### [Problem description]
Please copy out each line of the entries in which "blocks" appears.
:: Data for processing
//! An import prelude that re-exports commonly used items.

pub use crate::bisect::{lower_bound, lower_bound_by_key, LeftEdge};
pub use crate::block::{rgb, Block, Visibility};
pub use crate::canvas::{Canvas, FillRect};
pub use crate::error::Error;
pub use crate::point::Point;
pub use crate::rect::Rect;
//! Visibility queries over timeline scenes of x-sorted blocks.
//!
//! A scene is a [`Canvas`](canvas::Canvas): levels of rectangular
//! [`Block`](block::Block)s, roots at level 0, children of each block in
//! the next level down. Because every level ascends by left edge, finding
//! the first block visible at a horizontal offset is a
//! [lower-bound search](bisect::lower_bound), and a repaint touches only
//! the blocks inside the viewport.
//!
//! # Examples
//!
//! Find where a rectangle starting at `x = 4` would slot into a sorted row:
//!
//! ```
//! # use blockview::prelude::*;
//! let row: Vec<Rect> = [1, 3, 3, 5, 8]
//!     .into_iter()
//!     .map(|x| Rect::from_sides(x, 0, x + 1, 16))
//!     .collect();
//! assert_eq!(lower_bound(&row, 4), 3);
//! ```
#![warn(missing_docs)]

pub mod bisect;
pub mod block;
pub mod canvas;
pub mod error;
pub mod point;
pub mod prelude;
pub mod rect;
::::
:: Data for processing
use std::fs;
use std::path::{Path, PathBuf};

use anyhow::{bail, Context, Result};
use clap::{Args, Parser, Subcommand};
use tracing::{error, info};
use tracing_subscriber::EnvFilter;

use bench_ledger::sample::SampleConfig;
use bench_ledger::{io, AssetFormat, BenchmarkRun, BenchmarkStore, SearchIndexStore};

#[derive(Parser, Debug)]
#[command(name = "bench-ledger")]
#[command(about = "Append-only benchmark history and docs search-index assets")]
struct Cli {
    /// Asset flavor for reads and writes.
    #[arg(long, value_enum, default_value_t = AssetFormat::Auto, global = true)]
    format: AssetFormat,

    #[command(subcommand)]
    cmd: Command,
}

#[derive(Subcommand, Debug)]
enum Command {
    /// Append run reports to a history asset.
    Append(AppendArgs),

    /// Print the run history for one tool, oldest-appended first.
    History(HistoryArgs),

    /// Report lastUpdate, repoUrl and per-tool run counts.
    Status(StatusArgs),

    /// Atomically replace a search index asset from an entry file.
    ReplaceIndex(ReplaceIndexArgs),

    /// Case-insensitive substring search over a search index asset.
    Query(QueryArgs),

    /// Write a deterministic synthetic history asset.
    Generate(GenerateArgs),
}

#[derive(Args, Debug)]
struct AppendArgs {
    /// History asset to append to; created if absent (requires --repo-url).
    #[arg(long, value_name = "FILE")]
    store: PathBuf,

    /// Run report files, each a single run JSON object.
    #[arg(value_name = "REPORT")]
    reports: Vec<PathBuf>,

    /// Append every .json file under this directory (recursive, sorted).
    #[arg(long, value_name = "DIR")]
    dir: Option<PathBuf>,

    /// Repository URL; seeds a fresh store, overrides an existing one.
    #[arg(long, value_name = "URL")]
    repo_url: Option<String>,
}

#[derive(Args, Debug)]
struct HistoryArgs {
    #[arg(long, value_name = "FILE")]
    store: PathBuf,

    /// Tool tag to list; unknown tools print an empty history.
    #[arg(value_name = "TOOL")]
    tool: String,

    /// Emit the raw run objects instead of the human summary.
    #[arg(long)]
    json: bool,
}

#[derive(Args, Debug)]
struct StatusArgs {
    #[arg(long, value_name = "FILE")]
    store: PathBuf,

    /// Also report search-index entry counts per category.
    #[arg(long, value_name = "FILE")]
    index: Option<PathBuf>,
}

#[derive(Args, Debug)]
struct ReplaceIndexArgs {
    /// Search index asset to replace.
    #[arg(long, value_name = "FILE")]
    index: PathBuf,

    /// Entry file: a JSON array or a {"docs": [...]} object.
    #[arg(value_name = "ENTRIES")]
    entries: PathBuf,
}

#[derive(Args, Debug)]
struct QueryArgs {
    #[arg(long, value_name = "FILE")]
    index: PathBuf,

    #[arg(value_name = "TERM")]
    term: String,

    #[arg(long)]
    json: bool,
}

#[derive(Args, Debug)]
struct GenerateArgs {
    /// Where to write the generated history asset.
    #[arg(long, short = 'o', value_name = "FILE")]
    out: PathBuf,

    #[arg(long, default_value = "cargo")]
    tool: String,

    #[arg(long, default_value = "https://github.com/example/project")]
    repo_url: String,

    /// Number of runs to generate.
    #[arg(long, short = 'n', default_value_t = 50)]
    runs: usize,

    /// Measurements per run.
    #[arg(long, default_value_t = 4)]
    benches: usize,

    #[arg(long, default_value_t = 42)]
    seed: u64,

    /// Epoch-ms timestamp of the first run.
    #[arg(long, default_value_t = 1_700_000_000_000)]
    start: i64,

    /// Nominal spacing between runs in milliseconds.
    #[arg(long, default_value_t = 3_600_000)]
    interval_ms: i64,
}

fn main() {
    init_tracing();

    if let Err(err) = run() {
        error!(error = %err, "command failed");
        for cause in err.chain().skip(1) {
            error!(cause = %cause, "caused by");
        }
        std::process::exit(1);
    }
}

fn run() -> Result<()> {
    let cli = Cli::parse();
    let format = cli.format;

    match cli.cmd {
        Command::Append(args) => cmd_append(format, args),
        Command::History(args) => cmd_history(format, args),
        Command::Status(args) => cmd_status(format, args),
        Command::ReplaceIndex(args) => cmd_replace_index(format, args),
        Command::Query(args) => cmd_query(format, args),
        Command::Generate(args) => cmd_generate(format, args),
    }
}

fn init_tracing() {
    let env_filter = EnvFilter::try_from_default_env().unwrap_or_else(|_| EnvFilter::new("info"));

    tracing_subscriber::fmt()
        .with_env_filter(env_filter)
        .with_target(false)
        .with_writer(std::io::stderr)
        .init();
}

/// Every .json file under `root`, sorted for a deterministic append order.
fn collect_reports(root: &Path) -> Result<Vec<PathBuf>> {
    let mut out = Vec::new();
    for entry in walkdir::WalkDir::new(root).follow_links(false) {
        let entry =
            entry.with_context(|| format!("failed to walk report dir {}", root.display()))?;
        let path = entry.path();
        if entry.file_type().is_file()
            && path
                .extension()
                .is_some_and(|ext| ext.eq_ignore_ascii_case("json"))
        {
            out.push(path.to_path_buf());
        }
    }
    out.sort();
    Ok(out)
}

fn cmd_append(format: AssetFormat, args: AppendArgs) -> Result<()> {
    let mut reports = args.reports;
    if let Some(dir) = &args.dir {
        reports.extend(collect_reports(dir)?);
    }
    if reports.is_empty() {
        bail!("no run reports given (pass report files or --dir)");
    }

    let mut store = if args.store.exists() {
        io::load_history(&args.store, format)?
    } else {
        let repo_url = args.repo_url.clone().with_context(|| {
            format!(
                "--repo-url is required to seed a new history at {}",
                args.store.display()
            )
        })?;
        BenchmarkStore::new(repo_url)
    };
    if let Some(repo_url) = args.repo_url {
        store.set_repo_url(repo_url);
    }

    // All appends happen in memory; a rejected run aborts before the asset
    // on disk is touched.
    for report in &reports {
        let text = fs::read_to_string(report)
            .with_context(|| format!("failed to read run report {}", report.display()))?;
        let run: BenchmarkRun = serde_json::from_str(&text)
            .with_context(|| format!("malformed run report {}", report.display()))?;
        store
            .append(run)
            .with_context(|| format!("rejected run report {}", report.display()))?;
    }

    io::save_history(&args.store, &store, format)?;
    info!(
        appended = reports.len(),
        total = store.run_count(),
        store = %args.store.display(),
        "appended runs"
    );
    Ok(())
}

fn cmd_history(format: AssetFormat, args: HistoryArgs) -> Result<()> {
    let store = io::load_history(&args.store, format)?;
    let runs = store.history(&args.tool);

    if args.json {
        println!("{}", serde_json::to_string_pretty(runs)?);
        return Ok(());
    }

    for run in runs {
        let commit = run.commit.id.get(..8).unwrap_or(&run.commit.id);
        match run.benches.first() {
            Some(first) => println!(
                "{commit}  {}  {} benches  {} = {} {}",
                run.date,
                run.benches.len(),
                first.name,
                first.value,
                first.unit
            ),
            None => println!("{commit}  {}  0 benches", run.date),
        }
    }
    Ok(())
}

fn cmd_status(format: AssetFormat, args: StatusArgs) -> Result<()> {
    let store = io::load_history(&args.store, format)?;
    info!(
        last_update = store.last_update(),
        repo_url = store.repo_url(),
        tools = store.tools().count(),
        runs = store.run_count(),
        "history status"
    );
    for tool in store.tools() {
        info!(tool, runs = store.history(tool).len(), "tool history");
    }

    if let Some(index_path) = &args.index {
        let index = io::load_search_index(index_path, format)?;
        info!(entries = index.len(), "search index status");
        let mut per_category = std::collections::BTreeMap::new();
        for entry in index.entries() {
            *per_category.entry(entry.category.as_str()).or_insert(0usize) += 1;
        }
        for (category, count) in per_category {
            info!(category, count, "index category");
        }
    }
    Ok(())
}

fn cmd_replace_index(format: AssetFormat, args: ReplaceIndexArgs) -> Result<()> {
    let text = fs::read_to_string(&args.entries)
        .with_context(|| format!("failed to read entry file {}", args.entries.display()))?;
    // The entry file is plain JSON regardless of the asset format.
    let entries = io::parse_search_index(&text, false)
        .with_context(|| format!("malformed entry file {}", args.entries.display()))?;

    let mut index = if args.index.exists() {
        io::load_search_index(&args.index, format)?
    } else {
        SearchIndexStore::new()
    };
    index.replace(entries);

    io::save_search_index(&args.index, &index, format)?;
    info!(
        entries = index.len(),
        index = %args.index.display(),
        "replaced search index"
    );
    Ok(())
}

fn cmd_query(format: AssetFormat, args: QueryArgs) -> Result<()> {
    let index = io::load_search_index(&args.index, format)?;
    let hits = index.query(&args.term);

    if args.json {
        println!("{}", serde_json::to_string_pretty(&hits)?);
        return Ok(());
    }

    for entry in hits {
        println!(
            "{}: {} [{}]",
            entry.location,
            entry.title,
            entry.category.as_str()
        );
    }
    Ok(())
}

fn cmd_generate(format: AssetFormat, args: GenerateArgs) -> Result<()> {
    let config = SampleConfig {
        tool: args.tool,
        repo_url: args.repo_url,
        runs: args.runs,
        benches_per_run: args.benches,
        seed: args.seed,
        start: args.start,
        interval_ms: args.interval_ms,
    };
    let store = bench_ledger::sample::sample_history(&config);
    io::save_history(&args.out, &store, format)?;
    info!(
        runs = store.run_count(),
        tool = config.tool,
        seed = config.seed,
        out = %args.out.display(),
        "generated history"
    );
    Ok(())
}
::::
### [Output for this exercise]
//! Visibility queries over timeline scenes of x-sorted blocks.
//! the blocks inside the viewport.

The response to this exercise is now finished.